When Isaac Casaubon published his devastating treatise in 1614 showing that Hermes Trismegistus was not ancient, Renaissance magic crumbled. But empirical science immediately picked-up the baton and ran toward the goal of creating a harmonious world and society. Science had a new attitude, which no one can explain:

The history of science . . . does not explain why this happened at this time, . . . Historians of science are aware of a gap here. . . 'In its initial stages, the Scientific Revolution came about rather by a systematic change in intellectual outlook, than by an increase in technical equipment.  Why such a revolution in methods of thought should have taken place is obscure.'[i]

 Yates suggests that the explanation lies in the continuing attitude of Renaissance magic.  Within the reign of Hermes Trismegistus, "the new world views, the new attitudes, the new motives which were to lead to the emergence of modern science made their appearance."[ii] Though the magical aspect was gone, the exaltation of the will which impelled Renaissance magicians was working within the early scientists. She also points out that one of the primary movers of modern science, Francis Bacon, wrote about New Atlantis, "a scientist's Paradise" whose parallel to Campanella's magical Utopian city is undeniable. 

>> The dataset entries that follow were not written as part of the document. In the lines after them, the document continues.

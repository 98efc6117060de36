//! Rolling identifier scheduler.
//!
//! Holds the derived state for one TEK: the subkeys plus the identifier pair
//! for the current interval. Two modes, fixed at construction:
//!
//! - [`LocalScheduler`]: TEK from the [`KeyStore`], rolled automatically as
//!   the wall clock crosses period boundaries.
//! - [`ExternalScheduler`]: TEK supplied by the caller (a published diagnosis
//!   key). Has no `refresh`, so it cannot change after construction.

use exposure_crypto::{
    AssociatedEncryptedMetadataKey, EnIntervalNumber, Metadata, RollingProximityIdentifier,
    RollingProximityIdentifierKey, TEK_ROLLING_PERIOD, TemporaryExposureKey, ValidationError,
};
use exposure_proto::AdvertisementPayload;
use tracing::{debug, info};

use crate::{env::Environment, error::SchedulerError, key_store::KeyStore, storage::Storage};

/// Scheduler whose TEK is owned by this device.
pub type LocalScheduler<S, E> = RollingIdentifierScheduler<Local<S, E>>;

/// Scheduler reconstructing another device's identifiers.
pub type ExternalScheduler = RollingIdentifierScheduler<External>;

/// Local mode: key source for automatic rolling.
pub struct Local<S: Storage, E: Environment> {
    key_store: KeyStore<S, E>,
}

/// External mode: no key source, immutable.
pub struct External;

/// Derived identifier state for one TEK.
pub struct RollingIdentifierScheduler<M> {
    mode: M,
    tek: TemporaryExposureKey,
    tek_period: EnIntervalNumber,
    rpik: RollingProximityIdentifierKey,
    aemk: AssociatedEncryptedMetadataKey,
    metadata: Metadata,
    enin: EnIntervalNumber,
    current: AdvertisementPayload,
}

impl<M> RollingIdentifierScheduler<M> {
    fn derive(
        mode: M,
        tek: TemporaryExposureKey,
        tek_period: EnIntervalNumber,
        metadata: Metadata,
        enin: EnIntervalNumber,
    ) -> Self {
        let rpik = tek.rpik();
        let aemk = tek.aemk();
        let current = pair_for(&rpik, &aemk, &metadata, enin);

        Self { mode, tek, tek_period, rpik, aemk, metadata, enin, current }
    }

    /// First interval of the TEK's rolling period.
    pub fn tek_period(&self) -> EnIntervalNumber {
        self.tek_period
    }

    /// Interval the current pair was derived for.
    pub fn interval(&self) -> EnIntervalNumber {
        self.enin
    }

    /// Current identifier pair.
    pub fn current(&self) -> AdvertisementPayload {
        self.current
    }

    /// Metadata plaintext encrypted into each AEM.
    pub fn metadata(&self) -> Metadata {
        self.metadata
    }

    /// The TEK this state is derived from.
    pub fn tek(&self) -> &TemporaryExposureKey {
        &self.tek
    }

    /// All 144 RPIs of the TEK's rolling period, in interval order.
    ///
    /// Never broadcast; used only to test a diagnosis key against the
    /// exposure log.
    pub fn day_sequence(&self) -> Result<Vec<RollingProximityIdentifier>, ValidationError> {
        self.rpik.rpi_sequence(self.tek_period)
    }
}

impl<S: Storage, E: Environment> RollingIdentifierScheduler<Local<S, E>> {
    /// Scheduler for this device's own identifiers, initialised for the
    /// current interval.
    pub fn local(key_store: KeyStore<S, E>, metadata: Metadata) -> Result<Self, SchedulerError> {
        let enin = key_store.env().current_interval()?;
        let stored = key_store.key_for_interval(enin)?;

        Ok(Self::derive(Local { key_store }, stored.tek, stored.period, metadata, enin))
    }

    /// Identifier pair to transmit now.
    ///
    /// Rolls to a new TEK if the wall clock has left the current period, then
    /// re-derives the pair for the current interval. Must be called before
    /// every transmission and on every address rotation.
    pub fn refresh(&mut self) -> Result<AdvertisementPayload, SchedulerError> {
        let enin = self.mode.key_store.env().current_interval()?;

        if enin.tek_period() != self.tek_period {
            let stored = self.mode.key_store.key_for_interval(enin)?;
            info!(
                from = self.tek_period.value(),
                to = stored.period.value(),
                "rolling to new temporary exposure key"
            );

            self.rpik = stored.tek.rpik();
            self.aemk = stored.tek.aemk();
            self.tek = stored.tek;
            self.tek_period = stored.period;
        }

        if enin != self.enin {
            debug!(enin = enin.value(), "rotating identifier");
        }

        self.enin = enin;
        self.current = pair_for(&self.rpik, &self.aemk, &self.metadata, enin);

        Ok(self.current)
    }

    /// Key store backing this scheduler.
    pub fn key_store(&self) -> &KeyStore<S, E> {
        &self.mode.key_store
    }
}

impl RollingIdentifierScheduler<External> {
    /// Scheduler for a published (TEK, period) pair.
    ///
    /// The current pair is derived for `tek_period` with default metadata.
    ///
    /// # Errors
    ///
    /// - `ValidationError::IntervalOutOfRange` if the rolling period starting
    ///   at `tek_period` extends past `u32::MAX`
    pub fn external(
        tek: TemporaryExposureKey,
        tek_period: EnIntervalNumber,
    ) -> Result<Self, ValidationError> {
        if tek_period.checked_add(TEK_ROLLING_PERIOD - 1).is_none() {
            return Err(ValidationError::IntervalOutOfRange(
                u64::from(tek_period.value()) + u64::from(TEK_ROLLING_PERIOD - 1),
            ));
        }

        Ok(Self::derive(External, tek, tek_period, Metadata::default(), tek_period))
    }
}

fn pair_for(
    rpik: &RollingProximityIdentifierKey,
    aemk: &AssociatedEncryptedMetadataKey,
    metadata: &Metadata,
    enin: EnIntervalNumber,
) -> AdvertisementPayload {
    let rpi = rpik.rpi(enin);
    let aem = aemk.aem(&rpi, metadata);
    AdvertisementPayload::new(rpi, aem)
}

#[cfg(test)]
mod tests {
    use exposure_crypto::{INTERVAL_SECS, derive_rpi, derive_rpik};

    use super::*;
    use crate::{env::ManualEnv, storage::MemoryStorage};

    const START: u64 = 1_585_785_600;
    const DAY_SECS: u64 = TEK_ROLLING_PERIOD as u64 * INTERVAL_SECS;

    fn local() -> (LocalScheduler<MemoryStorage, ManualEnv>, ManualEnv) {
        let env = ManualEnv::new(START, 3);
        let store = KeyStore::new(MemoryStorage::new(), env.clone());
        (RollingIdentifierScheduler::local(store, Metadata::v1(-8)).unwrap(), env)
    }

    #[test]
    fn refresh_within_interval_is_idempotent() {
        let (mut scheduler, env) = local();

        let first = scheduler.refresh().unwrap();
        env.advance(INTERVAL_SECS - 1);
        let second = scheduler.refresh().unwrap();

        assert_eq!(first, second);
    }

    #[test]
    fn refresh_rotates_rpi_each_interval() {
        let (mut scheduler, env) = local();

        let first = scheduler.refresh().unwrap();
        env.advance(INTERVAL_SECS);
        let second = scheduler.refresh().unwrap();

        assert_ne!(first.rpi, second.rpi);
        assert_ne!(first.aem, second.aem);
        assert_eq!(scheduler.tek_period().value(), 2_642_976);
    }

    #[test]
    fn refresh_across_period_boundary_rolls_key() {
        let (mut scheduler, env) = local();

        let before = scheduler.refresh().unwrap();
        let old_tek = scheduler.tek().clone();

        env.advance(DAY_SECS);
        let after = scheduler.refresh().unwrap();

        assert_ne!(before, after);
        assert_ne!(scheduler.tek(), &old_tek);
        assert_eq!(scheduler.tek_period().value(), 2_642_976 + 144);

        let history = scheduler.key_store().history().unwrap();
        assert_eq!(history.len(), 2);
        assert_eq!(history[0].tek, old_tek, "previous TEK stays retrievable until pruned");
    }

    #[test]
    fn broadcast_pair_comes_from_current_period_key() {
        let (mut scheduler, env) = local();
        env.advance(DAY_SECS + 5 * INTERVAL_SECS);

        let pair = scheduler.refresh().unwrap();
        let stored = scheduler.key_store().current_local_key().unwrap();

        let expected = stored.tek.rpik().rpi(env.current_interval().unwrap());
        assert_eq!(pair.rpi, expected);
    }

    #[test]
    fn external_day_sequence_matches_derivation() {
        let tek = [0x42u8; 16];
        let period = EnIntervalNumber::new(2_642_976);
        let scheduler =
            ExternalScheduler::external(TemporaryExposureKey::from_bytes(tek), period).unwrap();

        let sequence = scheduler.day_sequence().unwrap();
        let rpik = derive_rpik(&tek).unwrap();

        assert_eq!(sequence.len(), 144);
        for (i, rpi) in sequence.iter().enumerate() {
            assert_eq!(*rpi, derive_rpi(rpik.as_bytes(), 2_642_976 + i as u64).unwrap());
        }
        assert_eq!(scheduler.current().rpi, sequence[0]);
    }

    #[test]
    fn external_rejects_overflowing_period() {
        let result = ExternalScheduler::external(
            TemporaryExposureKey::from_bytes([0; 16]),
            EnIntervalNumber::new(u32::MAX - 10),
        );
        assert!(matches!(result, Err(ValidationError::IntervalOutOfRange(_))));
    }
}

C.S. Lewis observed this fact in The Abolition of Man

[T]he sixteenth and seventeenth centuries are the high noon of magic.  The serious magical endeavour and the serious scientific endeavour are twins:  one was sickly and died, the other strong and throve.  But they were twins.  They were born of the same impulse. . . There is something that unites magic and applied science while separating them from the ‘wisdom’ of earlier ages. . . For magic and applied science alike the problem is how to subdue reality to the wishes of men: the solution is a technique; and both, in the practice of this technique, are ready to do things hitherto regarded as disgusting and impious—such as digging up and mutilating the dead.  If we compare the chief trumpeter of the new era (Bacon) with Marlowe’s Faustus, the similarity is striking. . . It might be going too far to say that the modern scientific movement was tainted from its birth: but I think it would be true to say that it was born in an unhealthy neighborhood and at an inauspicious hour.[iii]

[i].    Yates, 447-48, quoting A.C. Crombie, Augustine to Galileo, London, 1961 (second edition), II, p. 122.

[ii].   Yates, 449.

[iii]   The Abolition of Man, 87-89.